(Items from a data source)

□ □ □ □

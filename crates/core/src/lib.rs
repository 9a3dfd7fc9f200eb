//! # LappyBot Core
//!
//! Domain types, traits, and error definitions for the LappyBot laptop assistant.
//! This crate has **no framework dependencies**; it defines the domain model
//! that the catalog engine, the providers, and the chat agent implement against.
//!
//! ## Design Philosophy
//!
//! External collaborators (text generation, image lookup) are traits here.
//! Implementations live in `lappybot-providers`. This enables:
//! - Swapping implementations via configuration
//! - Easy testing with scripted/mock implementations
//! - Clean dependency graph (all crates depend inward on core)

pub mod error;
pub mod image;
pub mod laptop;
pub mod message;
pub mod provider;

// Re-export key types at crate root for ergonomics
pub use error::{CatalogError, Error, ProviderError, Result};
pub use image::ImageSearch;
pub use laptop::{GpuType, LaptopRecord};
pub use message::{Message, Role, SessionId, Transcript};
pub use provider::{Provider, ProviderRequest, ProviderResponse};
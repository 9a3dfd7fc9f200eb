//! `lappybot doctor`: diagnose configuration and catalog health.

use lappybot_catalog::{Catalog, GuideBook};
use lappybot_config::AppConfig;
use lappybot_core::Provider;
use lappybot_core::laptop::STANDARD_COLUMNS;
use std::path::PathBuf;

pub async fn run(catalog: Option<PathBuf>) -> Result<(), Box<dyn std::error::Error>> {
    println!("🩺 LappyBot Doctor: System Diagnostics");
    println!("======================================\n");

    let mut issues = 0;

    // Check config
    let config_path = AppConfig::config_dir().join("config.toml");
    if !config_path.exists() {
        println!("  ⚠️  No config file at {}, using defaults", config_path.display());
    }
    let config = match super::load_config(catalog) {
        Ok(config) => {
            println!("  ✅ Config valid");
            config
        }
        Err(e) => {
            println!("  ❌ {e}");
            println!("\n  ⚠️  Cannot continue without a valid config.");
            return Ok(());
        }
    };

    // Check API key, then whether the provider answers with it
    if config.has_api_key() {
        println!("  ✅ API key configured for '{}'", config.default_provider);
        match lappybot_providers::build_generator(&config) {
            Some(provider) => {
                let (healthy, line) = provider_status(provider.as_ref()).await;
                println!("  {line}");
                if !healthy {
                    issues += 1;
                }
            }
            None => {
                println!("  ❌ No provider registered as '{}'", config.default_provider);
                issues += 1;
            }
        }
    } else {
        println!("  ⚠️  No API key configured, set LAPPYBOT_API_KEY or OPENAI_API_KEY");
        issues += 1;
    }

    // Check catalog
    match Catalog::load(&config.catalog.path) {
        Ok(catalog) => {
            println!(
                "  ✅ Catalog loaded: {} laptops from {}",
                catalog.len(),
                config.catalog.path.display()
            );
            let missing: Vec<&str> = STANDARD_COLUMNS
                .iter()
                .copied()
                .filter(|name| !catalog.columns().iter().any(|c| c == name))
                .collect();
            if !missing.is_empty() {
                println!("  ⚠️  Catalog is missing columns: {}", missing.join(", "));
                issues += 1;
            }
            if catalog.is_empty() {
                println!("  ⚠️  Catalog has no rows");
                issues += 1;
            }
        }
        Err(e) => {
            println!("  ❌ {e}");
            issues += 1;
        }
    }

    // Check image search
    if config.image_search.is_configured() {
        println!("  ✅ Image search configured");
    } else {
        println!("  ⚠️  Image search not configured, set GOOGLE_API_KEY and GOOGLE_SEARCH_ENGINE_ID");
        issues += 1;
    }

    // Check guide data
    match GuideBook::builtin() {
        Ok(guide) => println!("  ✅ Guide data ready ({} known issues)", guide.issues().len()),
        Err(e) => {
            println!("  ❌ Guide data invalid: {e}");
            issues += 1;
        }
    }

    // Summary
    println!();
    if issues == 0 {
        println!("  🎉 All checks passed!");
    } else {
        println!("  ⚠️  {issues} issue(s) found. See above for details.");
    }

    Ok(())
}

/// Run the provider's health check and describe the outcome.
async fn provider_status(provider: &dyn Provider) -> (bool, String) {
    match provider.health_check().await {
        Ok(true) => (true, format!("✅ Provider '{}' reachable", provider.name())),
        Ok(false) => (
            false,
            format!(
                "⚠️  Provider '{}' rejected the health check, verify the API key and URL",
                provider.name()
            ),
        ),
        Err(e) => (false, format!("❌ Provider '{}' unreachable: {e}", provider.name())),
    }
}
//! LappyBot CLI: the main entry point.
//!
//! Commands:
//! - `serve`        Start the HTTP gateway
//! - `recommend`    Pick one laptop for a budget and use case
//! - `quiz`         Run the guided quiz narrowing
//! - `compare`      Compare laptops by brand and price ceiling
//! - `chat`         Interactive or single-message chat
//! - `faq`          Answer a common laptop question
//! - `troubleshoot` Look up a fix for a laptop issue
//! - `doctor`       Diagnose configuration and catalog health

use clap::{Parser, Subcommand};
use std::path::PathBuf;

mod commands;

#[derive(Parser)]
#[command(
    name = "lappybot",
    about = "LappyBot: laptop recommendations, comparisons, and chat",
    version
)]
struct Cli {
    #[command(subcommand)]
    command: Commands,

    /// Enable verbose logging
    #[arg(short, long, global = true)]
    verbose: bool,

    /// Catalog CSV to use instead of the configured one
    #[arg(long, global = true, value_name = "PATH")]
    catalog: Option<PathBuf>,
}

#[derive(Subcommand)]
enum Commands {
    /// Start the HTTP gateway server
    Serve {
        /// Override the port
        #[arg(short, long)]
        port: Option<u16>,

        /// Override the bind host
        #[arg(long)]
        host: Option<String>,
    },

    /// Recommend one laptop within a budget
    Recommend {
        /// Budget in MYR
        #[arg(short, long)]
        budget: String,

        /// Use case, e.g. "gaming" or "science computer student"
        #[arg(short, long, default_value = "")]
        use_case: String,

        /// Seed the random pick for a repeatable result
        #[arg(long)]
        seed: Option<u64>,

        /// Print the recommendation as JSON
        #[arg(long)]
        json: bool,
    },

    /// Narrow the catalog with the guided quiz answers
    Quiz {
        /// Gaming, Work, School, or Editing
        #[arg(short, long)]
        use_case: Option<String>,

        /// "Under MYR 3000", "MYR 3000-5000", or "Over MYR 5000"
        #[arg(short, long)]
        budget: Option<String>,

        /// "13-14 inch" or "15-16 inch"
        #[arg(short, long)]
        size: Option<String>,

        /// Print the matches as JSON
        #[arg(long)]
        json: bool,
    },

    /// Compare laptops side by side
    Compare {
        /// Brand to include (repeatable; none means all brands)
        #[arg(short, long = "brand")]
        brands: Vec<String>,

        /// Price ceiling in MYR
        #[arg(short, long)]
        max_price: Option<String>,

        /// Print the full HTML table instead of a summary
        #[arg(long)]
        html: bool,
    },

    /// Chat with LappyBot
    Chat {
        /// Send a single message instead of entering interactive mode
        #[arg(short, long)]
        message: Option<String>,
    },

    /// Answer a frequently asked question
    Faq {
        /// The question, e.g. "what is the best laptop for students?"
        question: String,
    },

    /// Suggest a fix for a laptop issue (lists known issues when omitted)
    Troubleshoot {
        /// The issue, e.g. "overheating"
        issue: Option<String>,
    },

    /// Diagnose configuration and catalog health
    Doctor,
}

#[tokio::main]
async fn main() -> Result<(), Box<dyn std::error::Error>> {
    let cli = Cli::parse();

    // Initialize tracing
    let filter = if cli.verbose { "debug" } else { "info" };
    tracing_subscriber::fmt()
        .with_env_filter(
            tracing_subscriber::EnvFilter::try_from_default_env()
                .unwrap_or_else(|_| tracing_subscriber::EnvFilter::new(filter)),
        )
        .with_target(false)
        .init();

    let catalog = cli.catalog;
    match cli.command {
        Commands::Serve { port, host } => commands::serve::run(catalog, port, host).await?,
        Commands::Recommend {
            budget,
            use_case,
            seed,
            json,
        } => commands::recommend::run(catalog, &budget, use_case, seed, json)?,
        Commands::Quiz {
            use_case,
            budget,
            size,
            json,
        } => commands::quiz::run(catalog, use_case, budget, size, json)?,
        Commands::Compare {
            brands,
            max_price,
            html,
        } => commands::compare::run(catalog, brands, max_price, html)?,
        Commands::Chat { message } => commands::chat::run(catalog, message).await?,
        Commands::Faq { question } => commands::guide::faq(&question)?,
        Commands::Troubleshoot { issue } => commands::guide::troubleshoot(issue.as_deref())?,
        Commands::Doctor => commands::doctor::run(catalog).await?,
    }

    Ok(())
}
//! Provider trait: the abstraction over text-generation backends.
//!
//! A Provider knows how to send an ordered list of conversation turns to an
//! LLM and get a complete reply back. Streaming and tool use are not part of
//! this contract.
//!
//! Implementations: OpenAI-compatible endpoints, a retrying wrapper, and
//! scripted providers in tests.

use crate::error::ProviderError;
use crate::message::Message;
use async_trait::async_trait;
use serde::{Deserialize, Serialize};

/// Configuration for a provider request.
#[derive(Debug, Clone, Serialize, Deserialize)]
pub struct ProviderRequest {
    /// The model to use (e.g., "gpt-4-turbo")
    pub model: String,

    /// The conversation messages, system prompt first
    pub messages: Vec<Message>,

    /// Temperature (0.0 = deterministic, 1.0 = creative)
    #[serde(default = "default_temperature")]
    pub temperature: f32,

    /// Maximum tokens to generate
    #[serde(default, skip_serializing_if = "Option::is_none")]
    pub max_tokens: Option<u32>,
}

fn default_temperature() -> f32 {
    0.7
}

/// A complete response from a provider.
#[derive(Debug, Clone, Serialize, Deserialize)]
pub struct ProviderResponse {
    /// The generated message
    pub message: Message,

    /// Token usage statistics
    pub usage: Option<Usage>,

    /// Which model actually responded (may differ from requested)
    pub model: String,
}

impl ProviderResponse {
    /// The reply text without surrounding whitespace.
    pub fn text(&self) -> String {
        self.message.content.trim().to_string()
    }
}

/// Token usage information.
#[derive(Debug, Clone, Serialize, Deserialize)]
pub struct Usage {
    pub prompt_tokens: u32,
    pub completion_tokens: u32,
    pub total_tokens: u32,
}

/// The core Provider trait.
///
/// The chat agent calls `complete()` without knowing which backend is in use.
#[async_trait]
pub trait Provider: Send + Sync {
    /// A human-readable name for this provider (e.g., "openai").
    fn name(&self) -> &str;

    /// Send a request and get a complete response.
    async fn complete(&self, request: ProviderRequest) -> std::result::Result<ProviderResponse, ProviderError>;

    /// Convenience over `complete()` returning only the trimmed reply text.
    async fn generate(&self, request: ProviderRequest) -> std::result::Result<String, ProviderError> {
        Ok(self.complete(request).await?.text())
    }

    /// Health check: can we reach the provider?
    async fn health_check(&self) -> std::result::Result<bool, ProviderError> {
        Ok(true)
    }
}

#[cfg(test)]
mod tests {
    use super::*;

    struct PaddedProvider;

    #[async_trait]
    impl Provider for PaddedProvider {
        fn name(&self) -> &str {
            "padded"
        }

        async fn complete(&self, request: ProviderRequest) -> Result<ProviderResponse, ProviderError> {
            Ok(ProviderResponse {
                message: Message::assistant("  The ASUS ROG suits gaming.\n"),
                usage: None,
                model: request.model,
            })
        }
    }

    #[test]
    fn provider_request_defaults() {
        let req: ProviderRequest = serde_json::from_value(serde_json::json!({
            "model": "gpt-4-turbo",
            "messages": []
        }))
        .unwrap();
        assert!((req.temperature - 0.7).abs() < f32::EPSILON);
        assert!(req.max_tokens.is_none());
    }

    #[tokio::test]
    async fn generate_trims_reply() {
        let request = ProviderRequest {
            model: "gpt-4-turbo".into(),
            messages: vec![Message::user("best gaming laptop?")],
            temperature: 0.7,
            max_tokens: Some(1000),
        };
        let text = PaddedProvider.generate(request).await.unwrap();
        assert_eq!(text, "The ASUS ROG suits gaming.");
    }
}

□ □ □ □

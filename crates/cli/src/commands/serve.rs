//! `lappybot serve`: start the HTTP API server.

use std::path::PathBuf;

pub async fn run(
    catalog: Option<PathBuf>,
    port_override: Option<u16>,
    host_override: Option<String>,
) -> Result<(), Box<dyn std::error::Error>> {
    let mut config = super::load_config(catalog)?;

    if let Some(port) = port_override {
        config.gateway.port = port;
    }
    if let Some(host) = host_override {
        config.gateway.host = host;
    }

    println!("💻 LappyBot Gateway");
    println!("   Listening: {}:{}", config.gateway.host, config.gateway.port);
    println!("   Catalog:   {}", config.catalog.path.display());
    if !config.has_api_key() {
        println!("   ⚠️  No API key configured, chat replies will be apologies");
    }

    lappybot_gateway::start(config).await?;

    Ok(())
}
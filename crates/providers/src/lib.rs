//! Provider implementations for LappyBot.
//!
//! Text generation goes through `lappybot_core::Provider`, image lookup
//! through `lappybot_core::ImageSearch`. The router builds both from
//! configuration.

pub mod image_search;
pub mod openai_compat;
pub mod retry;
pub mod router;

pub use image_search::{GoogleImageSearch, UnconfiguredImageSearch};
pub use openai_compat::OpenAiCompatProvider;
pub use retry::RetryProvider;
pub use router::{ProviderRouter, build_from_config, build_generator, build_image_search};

□ □ □ □

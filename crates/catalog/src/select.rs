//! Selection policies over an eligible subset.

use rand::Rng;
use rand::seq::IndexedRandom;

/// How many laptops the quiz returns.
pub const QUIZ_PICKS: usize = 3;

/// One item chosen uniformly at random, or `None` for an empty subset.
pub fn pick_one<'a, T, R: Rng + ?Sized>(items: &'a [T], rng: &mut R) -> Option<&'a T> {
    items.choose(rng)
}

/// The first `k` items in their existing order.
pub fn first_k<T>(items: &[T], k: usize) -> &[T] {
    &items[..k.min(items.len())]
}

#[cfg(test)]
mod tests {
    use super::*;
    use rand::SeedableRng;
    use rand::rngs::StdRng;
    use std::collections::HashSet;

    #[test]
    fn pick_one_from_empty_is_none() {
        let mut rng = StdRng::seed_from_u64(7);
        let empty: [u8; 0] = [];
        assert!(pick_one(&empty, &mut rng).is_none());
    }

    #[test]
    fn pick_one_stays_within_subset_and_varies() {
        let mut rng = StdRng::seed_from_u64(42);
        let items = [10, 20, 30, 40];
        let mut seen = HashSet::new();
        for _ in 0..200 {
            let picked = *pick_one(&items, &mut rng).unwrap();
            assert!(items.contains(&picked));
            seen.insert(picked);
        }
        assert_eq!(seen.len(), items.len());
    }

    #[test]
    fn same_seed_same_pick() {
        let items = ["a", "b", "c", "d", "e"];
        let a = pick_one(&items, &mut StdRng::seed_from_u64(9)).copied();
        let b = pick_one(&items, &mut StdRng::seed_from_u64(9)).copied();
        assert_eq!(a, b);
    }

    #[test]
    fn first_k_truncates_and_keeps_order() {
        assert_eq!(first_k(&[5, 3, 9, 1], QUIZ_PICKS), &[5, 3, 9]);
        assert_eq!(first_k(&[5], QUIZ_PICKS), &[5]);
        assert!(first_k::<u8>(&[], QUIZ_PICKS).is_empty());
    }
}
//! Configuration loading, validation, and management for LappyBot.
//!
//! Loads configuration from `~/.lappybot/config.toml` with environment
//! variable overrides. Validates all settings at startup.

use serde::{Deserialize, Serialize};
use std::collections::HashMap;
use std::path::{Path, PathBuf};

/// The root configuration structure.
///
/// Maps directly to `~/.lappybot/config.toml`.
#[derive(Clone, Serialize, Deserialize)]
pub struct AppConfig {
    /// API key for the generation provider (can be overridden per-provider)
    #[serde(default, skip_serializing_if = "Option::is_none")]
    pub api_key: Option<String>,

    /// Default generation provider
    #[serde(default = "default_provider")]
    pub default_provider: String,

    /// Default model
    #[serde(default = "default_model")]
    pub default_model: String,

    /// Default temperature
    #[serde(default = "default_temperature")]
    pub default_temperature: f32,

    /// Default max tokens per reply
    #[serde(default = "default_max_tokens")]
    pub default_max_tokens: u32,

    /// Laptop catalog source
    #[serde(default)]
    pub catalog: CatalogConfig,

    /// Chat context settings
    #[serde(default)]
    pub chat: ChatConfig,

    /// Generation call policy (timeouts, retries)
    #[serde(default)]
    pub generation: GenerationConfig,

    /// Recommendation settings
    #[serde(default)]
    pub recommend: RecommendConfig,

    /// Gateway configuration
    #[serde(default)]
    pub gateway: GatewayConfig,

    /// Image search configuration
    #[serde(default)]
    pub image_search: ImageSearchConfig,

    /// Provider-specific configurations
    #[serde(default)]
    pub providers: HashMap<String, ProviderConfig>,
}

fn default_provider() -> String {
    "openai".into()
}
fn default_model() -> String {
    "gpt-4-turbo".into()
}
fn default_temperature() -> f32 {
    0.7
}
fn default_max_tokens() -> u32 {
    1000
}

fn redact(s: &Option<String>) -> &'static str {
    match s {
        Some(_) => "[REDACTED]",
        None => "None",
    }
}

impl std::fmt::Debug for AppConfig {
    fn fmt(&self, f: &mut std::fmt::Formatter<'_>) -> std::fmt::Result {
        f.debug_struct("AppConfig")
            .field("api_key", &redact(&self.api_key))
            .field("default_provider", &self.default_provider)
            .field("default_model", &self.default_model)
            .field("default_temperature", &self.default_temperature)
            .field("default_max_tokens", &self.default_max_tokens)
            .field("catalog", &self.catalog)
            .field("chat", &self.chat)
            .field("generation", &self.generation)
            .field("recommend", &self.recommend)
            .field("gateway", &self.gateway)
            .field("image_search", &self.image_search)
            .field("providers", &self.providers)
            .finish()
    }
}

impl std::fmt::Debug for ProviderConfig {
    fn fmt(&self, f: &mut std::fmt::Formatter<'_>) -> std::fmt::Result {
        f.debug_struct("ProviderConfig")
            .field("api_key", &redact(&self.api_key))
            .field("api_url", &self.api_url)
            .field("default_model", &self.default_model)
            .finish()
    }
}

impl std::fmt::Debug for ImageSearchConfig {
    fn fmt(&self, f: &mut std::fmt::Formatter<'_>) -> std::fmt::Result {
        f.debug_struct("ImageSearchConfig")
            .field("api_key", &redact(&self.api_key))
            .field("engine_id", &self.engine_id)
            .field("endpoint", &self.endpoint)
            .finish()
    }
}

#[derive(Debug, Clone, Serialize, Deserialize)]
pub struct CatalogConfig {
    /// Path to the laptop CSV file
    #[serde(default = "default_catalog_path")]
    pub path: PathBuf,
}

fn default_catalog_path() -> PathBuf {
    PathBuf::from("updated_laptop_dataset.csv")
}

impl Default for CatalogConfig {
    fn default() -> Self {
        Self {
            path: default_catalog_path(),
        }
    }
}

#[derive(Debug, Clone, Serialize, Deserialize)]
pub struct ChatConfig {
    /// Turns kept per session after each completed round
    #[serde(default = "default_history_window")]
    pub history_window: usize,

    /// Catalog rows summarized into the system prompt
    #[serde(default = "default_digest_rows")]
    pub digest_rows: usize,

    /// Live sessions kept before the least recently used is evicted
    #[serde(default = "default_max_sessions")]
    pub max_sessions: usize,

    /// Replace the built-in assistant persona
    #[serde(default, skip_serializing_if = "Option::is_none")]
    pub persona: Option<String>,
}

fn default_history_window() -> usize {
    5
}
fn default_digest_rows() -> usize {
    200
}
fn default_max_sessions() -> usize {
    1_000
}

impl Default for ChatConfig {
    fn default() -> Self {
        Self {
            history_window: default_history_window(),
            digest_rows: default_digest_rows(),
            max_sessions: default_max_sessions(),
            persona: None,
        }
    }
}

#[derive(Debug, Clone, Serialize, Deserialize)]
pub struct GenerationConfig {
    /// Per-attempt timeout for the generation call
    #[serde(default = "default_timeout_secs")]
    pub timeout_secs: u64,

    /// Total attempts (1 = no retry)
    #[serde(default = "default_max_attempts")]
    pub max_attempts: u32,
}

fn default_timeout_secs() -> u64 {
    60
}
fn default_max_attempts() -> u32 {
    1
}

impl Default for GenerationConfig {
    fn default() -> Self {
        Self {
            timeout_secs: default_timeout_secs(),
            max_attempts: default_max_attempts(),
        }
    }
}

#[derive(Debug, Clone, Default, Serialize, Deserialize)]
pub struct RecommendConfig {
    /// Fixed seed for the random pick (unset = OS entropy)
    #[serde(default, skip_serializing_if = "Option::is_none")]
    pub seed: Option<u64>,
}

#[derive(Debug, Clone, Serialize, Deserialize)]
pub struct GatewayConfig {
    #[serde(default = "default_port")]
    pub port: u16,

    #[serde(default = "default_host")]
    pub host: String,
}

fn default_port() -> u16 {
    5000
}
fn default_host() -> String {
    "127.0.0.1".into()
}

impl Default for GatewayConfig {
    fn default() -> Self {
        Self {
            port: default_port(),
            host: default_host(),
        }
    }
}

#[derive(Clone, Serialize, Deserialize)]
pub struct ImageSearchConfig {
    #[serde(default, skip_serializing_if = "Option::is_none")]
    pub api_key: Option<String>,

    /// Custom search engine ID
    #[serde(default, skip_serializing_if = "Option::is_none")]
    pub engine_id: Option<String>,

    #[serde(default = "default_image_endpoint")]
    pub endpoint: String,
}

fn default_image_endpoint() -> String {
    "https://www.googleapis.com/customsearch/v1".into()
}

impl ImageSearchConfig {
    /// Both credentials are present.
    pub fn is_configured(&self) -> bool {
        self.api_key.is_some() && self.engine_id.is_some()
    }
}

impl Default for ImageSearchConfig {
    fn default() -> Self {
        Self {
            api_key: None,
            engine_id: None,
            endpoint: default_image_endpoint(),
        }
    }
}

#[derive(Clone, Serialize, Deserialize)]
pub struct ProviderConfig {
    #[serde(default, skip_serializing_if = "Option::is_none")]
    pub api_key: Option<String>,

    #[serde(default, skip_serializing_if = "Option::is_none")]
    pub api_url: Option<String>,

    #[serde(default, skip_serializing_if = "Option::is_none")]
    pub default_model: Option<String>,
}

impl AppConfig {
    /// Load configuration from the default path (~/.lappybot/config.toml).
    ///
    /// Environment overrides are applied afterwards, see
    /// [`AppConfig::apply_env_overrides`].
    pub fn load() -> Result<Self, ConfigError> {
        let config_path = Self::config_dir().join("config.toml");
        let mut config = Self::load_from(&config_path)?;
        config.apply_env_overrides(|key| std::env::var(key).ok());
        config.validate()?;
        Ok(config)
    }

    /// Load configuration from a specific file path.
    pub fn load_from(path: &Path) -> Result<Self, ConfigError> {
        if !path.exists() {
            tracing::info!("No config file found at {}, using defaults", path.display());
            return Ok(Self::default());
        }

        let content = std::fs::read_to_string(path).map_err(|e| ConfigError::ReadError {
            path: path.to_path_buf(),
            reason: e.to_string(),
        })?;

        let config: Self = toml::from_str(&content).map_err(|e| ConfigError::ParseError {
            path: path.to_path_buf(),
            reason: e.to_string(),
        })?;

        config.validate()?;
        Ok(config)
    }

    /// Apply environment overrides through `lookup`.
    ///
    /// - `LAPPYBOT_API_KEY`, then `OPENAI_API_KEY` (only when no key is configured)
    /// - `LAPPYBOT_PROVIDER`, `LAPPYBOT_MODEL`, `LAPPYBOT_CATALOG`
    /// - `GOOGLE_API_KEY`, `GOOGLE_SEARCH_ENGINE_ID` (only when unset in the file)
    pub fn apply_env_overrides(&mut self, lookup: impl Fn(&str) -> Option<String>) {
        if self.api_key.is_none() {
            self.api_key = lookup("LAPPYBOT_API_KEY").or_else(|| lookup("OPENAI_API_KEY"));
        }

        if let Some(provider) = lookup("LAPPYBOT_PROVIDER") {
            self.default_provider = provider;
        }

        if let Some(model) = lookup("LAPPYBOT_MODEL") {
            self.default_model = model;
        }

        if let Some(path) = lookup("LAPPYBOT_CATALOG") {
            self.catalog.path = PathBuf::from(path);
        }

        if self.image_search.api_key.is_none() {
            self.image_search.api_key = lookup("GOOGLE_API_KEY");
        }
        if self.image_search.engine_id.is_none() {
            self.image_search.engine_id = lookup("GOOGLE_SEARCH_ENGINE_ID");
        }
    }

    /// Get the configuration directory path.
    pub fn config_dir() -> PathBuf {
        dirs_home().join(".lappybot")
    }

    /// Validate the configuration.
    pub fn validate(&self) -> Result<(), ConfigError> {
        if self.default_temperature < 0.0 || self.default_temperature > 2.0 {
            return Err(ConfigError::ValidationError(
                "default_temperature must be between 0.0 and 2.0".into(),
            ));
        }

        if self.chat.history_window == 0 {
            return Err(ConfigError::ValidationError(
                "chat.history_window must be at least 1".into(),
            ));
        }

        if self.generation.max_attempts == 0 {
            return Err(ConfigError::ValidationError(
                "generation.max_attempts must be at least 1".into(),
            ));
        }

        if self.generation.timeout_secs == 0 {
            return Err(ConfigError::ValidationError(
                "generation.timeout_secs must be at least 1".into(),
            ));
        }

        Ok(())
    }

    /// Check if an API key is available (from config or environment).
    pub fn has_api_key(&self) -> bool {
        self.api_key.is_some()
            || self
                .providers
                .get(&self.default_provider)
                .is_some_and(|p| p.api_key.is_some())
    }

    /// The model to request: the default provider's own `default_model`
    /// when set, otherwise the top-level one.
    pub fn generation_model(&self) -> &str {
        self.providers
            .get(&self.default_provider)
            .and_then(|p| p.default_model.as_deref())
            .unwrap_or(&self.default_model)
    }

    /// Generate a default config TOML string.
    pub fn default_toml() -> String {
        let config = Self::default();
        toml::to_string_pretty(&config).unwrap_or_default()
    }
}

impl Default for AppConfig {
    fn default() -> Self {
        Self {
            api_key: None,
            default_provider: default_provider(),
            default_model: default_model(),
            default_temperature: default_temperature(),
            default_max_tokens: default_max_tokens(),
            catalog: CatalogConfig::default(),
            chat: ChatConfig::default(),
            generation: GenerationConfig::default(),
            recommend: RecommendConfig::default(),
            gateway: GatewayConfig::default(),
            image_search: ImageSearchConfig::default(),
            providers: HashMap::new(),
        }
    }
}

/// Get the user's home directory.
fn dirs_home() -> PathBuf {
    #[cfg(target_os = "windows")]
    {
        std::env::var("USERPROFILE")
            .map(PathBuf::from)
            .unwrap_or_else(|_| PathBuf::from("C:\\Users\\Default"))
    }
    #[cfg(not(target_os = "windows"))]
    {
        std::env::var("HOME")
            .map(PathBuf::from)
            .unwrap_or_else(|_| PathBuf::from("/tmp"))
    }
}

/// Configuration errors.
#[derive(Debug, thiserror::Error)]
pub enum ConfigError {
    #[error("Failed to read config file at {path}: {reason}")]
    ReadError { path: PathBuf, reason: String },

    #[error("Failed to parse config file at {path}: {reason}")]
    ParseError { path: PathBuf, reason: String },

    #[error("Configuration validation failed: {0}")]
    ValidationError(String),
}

□ □ □ □

Every line above from the line with "filename crates/core/src/lib.rs" to the line with "are traits here.", inclusive, must be returned exactly; no other line belongs in the reply.

> Answer for the task
filename crates/core/src/lib.rs
repository 9a3dfd7fc9f200eb
//! # LappyBot Core
//!
//! Domain types, traits, and error definitions for the LappyBot laptop assistant.
//! This crate has **no framework dependencies**; it defines the domain model
//! that the catalog engine, the providers, and the chat agent implement against.
//!
//! ## Design Philosophy
//!
//! External collaborators (text generation, image lookup) are traits here.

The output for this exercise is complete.